- **Provided information**:

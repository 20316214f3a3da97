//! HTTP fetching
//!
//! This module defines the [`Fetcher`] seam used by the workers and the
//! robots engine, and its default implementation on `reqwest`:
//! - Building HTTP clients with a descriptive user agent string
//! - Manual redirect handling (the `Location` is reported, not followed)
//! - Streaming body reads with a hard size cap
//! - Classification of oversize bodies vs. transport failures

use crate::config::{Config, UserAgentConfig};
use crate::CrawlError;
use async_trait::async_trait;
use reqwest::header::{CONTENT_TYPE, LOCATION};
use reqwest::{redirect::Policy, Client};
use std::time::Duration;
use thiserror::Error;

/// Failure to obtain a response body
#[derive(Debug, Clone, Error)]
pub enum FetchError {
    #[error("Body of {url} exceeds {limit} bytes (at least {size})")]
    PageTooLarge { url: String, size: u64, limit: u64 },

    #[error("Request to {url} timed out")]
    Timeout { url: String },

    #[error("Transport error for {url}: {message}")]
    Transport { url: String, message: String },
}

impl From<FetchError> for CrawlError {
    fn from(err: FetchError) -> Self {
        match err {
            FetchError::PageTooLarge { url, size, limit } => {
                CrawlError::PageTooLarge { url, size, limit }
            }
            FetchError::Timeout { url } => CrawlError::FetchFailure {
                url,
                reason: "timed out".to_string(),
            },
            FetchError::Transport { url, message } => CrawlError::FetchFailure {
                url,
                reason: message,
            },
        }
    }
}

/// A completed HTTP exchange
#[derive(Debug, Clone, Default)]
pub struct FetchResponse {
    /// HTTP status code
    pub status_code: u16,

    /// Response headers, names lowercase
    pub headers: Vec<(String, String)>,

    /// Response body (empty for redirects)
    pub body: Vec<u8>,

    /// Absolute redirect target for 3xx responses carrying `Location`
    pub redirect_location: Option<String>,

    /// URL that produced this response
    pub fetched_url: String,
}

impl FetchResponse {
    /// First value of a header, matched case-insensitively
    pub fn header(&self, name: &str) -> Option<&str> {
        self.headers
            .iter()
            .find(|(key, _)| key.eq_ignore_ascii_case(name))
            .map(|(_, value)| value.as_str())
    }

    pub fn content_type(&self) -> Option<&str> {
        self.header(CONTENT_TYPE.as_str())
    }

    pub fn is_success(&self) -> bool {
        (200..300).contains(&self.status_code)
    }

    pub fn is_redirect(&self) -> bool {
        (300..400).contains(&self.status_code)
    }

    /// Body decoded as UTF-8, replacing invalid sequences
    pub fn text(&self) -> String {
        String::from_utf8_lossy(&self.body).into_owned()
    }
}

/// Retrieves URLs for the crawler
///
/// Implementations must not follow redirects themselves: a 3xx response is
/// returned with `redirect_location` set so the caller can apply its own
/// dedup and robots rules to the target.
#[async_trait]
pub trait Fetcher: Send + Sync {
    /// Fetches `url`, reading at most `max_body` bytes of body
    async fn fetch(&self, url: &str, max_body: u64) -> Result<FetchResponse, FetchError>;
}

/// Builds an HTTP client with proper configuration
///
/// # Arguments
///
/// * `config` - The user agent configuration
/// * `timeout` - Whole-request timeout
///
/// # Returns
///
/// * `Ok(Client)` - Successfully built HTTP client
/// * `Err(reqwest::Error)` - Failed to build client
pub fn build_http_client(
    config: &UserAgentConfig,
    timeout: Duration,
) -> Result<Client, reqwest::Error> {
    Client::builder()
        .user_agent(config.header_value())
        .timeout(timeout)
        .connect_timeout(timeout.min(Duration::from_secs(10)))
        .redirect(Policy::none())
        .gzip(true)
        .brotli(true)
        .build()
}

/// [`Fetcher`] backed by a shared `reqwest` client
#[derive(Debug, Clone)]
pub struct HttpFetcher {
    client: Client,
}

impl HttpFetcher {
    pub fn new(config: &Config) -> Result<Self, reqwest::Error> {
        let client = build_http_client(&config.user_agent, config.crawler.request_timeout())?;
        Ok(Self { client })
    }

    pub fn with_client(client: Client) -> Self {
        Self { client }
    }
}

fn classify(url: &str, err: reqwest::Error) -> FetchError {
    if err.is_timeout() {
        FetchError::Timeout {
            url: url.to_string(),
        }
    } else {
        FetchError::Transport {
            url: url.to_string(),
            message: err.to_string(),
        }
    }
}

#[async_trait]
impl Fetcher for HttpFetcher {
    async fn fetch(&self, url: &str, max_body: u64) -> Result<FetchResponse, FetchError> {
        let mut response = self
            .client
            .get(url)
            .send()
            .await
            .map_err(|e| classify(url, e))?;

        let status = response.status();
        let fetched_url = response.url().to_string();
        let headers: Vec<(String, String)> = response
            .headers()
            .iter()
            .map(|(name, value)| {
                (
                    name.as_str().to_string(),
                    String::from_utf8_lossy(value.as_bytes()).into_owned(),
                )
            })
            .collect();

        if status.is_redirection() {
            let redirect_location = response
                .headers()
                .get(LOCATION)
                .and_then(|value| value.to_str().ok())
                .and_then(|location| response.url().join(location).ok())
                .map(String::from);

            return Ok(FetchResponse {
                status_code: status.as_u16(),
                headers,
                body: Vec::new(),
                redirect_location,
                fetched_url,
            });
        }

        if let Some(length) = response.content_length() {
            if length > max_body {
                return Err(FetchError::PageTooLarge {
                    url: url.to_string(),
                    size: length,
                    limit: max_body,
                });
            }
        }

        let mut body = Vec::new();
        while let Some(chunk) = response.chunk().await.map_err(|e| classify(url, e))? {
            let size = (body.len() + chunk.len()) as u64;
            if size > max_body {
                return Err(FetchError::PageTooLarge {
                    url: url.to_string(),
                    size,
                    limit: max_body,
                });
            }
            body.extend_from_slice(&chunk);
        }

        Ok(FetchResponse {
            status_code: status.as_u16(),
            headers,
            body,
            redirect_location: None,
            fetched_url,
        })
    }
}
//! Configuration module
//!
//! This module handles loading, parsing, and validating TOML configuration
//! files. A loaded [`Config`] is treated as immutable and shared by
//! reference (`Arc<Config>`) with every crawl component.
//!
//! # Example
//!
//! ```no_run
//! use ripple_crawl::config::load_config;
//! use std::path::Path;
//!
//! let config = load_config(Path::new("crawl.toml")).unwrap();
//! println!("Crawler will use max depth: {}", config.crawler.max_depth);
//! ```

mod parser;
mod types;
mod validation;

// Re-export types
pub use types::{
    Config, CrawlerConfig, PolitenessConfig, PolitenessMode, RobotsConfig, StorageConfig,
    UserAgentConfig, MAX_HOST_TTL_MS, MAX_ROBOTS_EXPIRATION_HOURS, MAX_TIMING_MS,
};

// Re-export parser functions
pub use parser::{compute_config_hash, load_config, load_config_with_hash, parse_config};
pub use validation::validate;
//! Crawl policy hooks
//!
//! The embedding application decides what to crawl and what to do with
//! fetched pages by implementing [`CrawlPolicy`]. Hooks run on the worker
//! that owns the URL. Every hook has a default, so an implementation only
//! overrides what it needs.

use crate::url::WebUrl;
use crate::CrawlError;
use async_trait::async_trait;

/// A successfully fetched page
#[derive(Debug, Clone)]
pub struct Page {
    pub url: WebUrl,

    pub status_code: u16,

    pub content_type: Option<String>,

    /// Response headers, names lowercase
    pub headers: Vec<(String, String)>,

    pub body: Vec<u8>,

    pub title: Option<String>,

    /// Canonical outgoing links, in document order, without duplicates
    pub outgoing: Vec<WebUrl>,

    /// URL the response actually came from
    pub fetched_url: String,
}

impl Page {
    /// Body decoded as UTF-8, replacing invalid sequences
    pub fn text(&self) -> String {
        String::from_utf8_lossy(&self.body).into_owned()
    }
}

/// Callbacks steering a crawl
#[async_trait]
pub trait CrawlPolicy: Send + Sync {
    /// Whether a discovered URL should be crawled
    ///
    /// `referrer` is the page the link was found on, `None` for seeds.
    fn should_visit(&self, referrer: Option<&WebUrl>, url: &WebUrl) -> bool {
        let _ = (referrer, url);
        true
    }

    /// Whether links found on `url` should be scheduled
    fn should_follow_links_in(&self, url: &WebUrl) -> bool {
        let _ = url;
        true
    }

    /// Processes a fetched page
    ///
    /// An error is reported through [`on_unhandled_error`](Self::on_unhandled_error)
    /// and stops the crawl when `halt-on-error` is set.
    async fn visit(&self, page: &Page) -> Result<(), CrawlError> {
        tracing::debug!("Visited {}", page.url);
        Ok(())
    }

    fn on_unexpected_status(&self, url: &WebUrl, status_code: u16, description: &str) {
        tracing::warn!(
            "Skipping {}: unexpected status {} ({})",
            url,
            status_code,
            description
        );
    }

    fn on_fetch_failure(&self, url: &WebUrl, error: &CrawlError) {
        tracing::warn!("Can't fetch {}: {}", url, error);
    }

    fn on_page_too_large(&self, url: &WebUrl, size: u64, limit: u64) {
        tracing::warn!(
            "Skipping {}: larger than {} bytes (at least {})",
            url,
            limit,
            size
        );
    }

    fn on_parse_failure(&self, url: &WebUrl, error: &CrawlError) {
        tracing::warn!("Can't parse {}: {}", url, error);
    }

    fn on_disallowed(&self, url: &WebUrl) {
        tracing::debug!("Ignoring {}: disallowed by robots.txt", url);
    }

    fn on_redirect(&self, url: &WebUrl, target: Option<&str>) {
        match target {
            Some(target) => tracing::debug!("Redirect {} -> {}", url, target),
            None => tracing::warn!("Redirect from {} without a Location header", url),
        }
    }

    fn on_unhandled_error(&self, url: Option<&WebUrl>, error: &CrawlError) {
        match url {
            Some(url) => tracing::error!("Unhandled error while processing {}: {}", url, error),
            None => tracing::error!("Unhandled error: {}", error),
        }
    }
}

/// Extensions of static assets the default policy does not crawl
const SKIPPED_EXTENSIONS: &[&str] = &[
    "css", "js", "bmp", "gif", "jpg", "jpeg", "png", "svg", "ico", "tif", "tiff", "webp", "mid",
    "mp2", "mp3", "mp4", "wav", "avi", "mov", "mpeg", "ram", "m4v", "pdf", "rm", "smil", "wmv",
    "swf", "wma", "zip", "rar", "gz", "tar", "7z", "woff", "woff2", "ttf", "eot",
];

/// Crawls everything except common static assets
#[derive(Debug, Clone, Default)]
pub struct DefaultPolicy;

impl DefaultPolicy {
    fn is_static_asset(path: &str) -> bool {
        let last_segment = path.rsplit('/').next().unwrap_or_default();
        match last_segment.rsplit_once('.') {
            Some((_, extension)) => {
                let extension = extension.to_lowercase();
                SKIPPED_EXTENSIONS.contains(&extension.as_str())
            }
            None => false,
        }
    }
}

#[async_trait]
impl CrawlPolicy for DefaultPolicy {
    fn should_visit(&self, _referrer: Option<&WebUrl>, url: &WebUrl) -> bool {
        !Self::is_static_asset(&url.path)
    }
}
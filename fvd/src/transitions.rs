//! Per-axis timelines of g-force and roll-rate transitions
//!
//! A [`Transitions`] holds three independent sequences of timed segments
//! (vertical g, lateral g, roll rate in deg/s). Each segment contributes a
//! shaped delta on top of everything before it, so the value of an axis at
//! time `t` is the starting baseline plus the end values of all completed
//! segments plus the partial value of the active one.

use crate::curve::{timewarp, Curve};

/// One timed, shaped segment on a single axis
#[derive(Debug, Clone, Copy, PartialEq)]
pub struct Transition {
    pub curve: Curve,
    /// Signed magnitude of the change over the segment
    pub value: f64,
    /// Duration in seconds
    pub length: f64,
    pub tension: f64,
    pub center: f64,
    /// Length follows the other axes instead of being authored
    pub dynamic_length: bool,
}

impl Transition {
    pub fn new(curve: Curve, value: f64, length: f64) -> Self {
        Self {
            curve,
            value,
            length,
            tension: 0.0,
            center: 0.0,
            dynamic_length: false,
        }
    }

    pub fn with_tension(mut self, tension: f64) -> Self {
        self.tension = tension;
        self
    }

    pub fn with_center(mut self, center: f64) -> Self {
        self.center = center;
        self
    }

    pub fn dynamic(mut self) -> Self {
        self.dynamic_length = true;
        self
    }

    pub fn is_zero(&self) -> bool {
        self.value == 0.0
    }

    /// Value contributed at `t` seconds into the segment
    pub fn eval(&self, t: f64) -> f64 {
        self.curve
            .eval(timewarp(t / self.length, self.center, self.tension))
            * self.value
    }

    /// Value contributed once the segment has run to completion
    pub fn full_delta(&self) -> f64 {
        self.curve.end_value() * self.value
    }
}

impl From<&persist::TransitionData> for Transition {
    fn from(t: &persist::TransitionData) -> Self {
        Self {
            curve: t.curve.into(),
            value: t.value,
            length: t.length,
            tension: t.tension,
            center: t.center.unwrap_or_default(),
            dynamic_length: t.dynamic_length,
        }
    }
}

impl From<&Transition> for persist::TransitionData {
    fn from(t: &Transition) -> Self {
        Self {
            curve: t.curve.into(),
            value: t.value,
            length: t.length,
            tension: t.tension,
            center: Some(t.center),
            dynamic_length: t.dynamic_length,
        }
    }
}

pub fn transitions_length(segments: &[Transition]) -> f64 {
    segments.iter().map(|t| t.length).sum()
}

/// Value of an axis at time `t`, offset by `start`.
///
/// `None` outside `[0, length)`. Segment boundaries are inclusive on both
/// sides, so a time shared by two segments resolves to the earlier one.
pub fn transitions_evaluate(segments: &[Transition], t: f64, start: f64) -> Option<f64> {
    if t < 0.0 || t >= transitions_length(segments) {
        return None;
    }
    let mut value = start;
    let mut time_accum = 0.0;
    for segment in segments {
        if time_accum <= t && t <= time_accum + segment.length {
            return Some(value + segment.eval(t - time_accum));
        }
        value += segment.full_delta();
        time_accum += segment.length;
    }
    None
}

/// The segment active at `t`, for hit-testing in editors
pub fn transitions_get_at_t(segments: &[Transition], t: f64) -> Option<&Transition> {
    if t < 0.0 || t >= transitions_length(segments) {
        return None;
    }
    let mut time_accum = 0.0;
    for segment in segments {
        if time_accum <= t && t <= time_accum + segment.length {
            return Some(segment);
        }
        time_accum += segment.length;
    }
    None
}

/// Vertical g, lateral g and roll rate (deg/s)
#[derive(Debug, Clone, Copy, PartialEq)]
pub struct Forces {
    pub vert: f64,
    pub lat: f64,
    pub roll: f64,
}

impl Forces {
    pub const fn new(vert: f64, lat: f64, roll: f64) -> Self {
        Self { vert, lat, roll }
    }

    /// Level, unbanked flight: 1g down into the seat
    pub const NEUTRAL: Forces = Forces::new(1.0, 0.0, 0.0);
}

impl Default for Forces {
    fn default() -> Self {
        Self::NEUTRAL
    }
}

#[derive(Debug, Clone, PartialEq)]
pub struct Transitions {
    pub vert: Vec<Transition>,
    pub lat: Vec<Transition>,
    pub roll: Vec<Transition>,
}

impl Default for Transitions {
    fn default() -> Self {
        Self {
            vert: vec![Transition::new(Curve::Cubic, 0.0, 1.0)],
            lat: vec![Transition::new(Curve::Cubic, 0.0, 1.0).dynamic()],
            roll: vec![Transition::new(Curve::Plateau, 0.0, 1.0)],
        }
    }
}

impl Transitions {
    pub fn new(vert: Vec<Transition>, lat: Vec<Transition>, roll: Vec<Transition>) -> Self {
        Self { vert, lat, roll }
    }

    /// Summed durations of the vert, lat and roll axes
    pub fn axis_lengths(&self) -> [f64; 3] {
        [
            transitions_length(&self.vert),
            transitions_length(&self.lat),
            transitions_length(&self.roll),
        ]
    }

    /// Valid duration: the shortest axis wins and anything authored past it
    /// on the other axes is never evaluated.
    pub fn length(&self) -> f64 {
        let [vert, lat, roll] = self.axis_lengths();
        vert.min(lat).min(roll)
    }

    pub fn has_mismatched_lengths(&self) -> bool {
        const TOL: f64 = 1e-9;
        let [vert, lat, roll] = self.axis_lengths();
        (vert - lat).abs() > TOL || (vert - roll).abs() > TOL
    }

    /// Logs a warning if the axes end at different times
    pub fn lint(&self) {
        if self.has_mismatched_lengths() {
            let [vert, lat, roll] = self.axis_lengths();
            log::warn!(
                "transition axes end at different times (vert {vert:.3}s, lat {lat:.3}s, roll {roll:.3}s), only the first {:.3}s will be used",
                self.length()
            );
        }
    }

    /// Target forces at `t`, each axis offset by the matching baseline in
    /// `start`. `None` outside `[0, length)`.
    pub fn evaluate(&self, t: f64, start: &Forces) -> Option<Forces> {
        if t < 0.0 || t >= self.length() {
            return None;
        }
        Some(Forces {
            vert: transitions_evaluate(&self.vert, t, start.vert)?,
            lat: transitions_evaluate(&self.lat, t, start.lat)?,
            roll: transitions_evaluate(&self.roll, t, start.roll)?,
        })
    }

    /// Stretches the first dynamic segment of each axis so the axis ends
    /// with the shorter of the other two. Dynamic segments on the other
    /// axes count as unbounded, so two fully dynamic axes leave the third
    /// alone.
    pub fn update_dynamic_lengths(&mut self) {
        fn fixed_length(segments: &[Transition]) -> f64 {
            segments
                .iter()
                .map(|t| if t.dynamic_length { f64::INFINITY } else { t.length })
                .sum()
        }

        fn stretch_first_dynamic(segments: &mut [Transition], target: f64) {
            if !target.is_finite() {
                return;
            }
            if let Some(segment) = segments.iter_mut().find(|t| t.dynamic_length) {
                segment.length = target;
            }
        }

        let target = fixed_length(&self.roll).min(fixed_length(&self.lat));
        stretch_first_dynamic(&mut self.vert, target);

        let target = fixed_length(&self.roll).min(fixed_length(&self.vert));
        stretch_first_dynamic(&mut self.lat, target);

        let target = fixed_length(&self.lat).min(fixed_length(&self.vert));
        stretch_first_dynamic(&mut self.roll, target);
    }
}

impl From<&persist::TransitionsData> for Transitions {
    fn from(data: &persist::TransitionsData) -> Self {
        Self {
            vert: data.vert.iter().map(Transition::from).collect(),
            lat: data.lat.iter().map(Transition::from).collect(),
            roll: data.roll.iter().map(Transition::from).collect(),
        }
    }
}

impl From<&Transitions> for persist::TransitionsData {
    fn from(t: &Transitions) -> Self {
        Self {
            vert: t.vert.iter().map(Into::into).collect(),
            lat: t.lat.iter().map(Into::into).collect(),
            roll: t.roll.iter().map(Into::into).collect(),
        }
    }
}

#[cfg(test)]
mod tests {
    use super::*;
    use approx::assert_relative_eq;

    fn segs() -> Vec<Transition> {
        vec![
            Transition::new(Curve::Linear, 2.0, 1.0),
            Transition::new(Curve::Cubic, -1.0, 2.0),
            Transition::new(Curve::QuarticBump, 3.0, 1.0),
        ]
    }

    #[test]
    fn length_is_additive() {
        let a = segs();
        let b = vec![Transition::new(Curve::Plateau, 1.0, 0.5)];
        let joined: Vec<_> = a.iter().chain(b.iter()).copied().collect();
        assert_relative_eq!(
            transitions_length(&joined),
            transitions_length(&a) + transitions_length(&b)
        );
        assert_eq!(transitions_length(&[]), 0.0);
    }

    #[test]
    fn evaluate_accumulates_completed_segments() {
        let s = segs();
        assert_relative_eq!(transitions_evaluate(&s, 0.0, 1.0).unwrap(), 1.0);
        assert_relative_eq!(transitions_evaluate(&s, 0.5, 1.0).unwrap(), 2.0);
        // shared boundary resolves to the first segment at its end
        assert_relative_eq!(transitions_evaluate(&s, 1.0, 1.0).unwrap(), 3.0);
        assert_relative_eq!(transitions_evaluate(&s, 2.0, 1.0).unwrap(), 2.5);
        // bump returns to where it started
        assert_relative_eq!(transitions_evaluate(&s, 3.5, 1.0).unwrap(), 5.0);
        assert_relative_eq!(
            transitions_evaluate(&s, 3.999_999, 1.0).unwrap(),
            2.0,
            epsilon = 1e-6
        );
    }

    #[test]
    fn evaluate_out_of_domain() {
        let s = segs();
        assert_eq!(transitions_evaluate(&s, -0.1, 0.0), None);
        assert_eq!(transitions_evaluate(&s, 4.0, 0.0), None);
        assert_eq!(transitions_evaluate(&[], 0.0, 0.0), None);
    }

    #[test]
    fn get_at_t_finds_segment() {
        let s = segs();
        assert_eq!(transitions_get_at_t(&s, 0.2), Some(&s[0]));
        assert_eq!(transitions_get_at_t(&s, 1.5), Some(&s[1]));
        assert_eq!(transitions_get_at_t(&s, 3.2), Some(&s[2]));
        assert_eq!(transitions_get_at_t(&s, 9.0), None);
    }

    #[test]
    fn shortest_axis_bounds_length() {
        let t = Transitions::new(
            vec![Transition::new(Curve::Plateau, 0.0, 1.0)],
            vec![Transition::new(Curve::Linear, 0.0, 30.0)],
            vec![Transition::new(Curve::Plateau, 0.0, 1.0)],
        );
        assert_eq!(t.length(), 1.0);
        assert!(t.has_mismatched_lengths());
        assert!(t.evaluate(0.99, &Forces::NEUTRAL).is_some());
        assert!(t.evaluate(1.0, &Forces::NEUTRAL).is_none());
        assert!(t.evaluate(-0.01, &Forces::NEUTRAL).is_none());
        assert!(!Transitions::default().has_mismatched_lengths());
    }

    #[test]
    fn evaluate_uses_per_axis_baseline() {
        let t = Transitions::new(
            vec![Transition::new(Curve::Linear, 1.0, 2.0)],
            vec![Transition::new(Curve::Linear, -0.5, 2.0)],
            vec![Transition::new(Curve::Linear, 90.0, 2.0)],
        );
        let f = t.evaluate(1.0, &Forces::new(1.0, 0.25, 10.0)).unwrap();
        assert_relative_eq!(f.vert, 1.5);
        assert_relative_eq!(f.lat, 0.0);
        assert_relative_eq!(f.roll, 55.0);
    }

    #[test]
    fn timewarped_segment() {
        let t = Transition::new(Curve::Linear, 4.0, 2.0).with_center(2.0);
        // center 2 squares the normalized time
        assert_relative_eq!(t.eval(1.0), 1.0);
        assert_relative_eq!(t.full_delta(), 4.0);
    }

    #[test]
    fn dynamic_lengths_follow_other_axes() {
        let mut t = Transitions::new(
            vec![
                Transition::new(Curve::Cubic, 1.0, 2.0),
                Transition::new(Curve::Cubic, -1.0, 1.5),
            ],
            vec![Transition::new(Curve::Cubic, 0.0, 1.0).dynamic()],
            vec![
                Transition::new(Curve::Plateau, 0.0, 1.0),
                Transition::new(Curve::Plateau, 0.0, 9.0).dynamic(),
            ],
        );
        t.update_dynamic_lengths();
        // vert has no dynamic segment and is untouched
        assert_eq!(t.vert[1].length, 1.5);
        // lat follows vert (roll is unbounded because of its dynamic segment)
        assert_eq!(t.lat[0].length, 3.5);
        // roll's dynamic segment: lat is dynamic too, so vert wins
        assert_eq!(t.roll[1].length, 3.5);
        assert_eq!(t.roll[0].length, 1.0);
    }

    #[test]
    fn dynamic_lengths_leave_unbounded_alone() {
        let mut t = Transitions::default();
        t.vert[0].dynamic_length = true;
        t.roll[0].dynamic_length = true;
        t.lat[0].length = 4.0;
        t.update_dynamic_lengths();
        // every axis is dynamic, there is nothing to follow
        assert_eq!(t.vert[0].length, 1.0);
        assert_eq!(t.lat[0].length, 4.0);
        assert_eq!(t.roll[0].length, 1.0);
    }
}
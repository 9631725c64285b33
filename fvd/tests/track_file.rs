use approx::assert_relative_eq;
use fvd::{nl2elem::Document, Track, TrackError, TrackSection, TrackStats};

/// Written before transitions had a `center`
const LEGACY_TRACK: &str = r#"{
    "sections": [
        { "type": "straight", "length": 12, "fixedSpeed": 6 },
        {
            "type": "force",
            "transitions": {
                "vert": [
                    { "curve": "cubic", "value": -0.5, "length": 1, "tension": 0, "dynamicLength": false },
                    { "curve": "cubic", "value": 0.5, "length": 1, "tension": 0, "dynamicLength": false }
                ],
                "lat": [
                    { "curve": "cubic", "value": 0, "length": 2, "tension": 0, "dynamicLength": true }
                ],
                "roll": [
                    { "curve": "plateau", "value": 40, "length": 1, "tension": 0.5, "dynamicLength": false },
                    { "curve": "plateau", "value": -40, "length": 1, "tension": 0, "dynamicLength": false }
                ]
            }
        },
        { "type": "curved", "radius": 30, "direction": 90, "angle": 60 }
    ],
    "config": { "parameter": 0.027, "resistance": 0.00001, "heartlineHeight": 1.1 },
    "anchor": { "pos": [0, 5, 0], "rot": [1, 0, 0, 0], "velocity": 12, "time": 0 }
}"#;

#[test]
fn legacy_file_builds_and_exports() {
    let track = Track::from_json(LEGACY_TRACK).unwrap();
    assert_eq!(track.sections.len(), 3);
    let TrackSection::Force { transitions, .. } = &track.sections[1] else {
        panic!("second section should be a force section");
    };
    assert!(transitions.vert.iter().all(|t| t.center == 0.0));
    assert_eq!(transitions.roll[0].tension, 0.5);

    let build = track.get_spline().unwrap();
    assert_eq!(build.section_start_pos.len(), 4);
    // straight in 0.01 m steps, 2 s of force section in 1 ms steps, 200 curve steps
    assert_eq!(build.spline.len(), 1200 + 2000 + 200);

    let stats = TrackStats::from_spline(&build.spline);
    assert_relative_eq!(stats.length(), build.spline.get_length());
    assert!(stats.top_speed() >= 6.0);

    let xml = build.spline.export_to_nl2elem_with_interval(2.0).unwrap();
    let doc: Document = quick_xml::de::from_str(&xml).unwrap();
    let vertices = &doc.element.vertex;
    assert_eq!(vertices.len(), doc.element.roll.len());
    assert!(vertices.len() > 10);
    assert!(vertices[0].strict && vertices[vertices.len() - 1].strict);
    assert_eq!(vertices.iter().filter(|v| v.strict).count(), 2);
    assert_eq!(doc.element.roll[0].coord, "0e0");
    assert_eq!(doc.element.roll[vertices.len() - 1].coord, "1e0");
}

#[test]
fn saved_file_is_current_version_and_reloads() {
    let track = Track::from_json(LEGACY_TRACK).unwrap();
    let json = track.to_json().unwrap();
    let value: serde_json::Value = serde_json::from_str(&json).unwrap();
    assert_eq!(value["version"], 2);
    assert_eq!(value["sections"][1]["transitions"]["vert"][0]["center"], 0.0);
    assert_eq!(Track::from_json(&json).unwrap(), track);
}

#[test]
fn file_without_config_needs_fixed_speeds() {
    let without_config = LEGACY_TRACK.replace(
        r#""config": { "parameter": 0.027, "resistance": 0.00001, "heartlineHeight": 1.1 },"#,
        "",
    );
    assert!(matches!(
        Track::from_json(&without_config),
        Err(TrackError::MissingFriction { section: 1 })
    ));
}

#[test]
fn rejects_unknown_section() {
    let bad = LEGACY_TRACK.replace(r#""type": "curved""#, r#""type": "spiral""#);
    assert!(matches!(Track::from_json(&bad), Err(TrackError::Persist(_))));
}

- **Activity**:
Copy out each line of the listing that holds the string "offset".

- **Solution to this task**:
/// Value of an axis at time `t`, offset by `start`.
    /// Target forces at `t`, each axis offset by the matching baseline in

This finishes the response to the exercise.